EXERCISE:
When the string "level" occurs in a line of the listing below, return that line.
★ ★ ★ ★
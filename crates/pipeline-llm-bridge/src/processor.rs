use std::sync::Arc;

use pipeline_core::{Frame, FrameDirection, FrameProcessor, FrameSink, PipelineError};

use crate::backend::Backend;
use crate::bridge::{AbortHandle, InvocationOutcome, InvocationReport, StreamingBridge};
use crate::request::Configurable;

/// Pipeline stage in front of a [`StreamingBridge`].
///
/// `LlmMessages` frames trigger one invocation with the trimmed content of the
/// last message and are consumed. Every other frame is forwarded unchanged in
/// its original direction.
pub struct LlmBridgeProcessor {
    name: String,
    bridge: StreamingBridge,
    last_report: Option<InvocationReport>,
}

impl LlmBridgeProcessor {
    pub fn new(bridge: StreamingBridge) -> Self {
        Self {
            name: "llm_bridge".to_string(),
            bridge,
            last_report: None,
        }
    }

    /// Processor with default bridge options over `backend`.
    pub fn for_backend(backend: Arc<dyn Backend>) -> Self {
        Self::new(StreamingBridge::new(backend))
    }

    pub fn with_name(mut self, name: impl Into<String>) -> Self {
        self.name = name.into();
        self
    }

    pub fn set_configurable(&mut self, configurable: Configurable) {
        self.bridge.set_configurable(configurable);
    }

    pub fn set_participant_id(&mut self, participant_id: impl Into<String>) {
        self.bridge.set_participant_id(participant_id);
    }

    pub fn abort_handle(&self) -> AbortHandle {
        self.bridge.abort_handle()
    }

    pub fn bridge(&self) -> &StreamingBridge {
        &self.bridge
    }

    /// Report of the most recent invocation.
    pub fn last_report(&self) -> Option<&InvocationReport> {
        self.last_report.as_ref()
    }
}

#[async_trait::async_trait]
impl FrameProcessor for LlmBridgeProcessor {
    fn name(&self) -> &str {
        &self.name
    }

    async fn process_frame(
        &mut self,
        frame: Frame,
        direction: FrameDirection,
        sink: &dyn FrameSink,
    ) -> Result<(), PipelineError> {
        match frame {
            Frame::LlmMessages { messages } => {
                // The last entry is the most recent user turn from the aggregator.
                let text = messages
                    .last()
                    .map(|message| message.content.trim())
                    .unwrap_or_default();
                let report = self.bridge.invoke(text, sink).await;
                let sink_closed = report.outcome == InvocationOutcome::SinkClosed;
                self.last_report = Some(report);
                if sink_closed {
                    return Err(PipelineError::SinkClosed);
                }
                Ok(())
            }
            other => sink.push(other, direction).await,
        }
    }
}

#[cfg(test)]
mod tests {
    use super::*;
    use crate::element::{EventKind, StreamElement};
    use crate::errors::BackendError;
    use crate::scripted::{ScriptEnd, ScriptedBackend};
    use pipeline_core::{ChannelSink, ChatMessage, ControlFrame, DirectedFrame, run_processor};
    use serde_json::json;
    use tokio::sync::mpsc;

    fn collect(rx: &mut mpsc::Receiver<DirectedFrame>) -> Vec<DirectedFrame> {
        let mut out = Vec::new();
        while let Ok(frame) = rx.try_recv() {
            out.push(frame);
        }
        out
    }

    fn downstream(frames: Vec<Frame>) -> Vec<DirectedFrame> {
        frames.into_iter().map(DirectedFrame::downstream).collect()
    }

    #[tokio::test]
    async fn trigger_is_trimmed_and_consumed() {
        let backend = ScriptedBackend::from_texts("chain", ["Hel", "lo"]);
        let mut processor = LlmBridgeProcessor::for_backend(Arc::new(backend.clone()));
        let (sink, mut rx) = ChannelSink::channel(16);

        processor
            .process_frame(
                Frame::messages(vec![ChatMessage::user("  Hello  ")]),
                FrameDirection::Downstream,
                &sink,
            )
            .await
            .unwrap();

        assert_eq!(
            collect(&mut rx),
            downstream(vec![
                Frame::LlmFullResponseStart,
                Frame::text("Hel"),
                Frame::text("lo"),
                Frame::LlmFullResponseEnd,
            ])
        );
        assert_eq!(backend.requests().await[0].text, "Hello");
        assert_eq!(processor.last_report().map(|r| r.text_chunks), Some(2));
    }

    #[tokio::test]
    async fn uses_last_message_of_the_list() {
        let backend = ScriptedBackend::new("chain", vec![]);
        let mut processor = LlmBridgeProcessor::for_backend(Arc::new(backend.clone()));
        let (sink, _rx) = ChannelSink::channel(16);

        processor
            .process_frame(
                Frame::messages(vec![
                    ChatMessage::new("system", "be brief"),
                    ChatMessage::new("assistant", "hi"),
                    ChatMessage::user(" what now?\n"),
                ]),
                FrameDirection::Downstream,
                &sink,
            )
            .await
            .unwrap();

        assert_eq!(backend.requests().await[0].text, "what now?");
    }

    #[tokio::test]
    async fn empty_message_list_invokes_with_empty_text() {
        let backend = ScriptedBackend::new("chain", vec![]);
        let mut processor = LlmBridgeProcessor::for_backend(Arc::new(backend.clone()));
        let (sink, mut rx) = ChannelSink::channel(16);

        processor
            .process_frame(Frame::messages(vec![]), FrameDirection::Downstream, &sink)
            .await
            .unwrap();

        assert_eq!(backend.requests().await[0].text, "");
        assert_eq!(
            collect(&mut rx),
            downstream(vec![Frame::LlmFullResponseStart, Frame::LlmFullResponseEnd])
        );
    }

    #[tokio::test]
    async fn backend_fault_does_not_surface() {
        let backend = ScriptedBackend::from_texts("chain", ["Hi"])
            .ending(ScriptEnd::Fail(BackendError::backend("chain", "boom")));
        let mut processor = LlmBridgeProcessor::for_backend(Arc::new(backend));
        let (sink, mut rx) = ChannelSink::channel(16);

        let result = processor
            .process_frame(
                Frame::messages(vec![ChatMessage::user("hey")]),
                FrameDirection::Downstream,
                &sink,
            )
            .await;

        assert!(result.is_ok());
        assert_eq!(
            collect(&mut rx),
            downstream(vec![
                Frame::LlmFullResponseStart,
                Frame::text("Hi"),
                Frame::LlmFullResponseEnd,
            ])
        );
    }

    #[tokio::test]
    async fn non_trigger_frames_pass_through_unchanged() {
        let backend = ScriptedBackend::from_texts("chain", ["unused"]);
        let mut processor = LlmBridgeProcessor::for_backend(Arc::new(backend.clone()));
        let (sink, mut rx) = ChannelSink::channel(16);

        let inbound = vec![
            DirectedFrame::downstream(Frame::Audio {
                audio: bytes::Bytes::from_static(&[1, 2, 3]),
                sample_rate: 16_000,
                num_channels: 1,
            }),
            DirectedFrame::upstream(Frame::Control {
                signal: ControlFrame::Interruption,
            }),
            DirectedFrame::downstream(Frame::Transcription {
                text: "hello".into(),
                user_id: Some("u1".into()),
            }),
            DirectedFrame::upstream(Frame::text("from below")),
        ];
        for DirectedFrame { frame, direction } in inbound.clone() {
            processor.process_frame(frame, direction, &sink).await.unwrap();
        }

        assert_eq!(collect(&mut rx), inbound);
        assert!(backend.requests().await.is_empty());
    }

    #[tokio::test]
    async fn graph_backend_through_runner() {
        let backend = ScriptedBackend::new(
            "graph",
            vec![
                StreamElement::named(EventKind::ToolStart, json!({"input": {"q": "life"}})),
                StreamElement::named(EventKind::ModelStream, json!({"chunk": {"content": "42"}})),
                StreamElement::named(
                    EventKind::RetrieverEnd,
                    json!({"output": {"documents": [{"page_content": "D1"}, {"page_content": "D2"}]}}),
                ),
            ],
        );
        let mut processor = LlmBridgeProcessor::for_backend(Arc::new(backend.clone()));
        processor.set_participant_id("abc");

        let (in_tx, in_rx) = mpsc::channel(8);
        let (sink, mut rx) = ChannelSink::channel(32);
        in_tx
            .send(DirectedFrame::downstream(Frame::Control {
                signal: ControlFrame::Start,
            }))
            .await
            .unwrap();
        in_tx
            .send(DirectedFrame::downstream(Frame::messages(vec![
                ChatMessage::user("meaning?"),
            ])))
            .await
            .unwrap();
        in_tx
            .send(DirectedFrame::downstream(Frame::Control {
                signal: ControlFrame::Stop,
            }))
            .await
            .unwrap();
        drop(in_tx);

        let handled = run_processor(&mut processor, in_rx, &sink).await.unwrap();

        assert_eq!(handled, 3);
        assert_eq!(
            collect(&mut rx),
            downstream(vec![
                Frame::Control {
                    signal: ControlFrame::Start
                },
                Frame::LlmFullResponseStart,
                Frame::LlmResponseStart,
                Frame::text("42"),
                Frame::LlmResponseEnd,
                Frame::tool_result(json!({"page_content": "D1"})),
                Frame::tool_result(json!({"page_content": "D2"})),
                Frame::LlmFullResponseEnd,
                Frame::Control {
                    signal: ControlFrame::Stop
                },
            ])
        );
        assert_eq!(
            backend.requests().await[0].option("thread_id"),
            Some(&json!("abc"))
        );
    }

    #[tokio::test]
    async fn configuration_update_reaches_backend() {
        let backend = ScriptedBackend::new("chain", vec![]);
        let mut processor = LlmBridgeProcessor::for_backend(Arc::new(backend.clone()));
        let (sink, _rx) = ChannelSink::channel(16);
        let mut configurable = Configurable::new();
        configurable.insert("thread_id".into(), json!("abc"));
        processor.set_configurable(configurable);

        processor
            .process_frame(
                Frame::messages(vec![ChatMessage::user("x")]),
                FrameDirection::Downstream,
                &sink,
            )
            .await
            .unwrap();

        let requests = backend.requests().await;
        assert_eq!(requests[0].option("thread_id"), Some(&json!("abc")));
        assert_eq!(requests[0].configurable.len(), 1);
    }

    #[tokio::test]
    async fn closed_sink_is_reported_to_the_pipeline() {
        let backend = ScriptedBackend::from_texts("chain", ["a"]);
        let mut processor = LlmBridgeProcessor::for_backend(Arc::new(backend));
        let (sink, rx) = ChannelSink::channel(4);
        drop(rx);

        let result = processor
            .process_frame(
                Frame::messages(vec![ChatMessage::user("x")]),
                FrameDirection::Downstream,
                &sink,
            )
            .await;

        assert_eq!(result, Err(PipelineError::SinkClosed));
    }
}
★ ★ ★ ★
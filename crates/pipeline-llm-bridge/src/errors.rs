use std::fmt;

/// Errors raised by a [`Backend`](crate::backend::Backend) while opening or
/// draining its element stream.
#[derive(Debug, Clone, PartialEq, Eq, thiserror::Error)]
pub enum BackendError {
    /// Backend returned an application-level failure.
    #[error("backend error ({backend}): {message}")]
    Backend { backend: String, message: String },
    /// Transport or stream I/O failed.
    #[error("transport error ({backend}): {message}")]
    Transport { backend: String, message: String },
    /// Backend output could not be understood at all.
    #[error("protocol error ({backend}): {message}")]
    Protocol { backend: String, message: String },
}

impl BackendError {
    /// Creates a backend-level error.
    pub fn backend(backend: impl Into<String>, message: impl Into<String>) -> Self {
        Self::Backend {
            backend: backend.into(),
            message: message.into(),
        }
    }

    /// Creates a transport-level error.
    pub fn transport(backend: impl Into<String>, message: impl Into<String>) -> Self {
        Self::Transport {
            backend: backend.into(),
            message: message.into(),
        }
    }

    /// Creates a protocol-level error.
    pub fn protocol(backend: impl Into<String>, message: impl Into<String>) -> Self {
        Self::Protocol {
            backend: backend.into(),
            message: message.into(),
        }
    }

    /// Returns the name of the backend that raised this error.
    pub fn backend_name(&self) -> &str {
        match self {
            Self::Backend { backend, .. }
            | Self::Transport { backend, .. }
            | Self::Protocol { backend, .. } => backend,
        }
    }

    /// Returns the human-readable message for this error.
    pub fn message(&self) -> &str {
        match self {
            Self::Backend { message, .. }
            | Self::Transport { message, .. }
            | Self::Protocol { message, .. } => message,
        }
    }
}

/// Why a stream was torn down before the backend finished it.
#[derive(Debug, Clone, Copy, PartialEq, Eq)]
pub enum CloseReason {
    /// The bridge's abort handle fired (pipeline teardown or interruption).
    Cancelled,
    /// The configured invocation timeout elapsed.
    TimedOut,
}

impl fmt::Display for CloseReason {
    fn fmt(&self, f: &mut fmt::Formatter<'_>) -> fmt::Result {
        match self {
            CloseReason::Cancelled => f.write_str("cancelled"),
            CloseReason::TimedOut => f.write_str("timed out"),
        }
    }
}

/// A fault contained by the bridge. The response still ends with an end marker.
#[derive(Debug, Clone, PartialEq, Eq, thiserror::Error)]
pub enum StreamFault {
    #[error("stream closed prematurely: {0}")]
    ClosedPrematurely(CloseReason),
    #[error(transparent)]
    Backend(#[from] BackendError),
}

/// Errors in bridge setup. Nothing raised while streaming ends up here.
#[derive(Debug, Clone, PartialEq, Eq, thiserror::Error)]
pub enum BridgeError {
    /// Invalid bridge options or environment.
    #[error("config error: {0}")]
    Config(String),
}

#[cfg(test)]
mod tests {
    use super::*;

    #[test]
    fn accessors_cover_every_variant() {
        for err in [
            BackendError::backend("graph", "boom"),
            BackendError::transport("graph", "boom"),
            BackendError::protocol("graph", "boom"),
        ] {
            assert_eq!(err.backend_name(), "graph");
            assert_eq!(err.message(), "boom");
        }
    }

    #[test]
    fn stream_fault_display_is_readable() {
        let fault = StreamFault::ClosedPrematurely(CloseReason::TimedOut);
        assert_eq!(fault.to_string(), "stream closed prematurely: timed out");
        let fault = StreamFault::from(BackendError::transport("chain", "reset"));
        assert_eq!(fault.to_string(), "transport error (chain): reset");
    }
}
★ ★ ★ ★
TASK SOLUTION:
    /// Backend returned an application-level failure.
    /// Creates a backend-level error.
    /// Creates a transport-level error.
    /// Creates a protocol-level error.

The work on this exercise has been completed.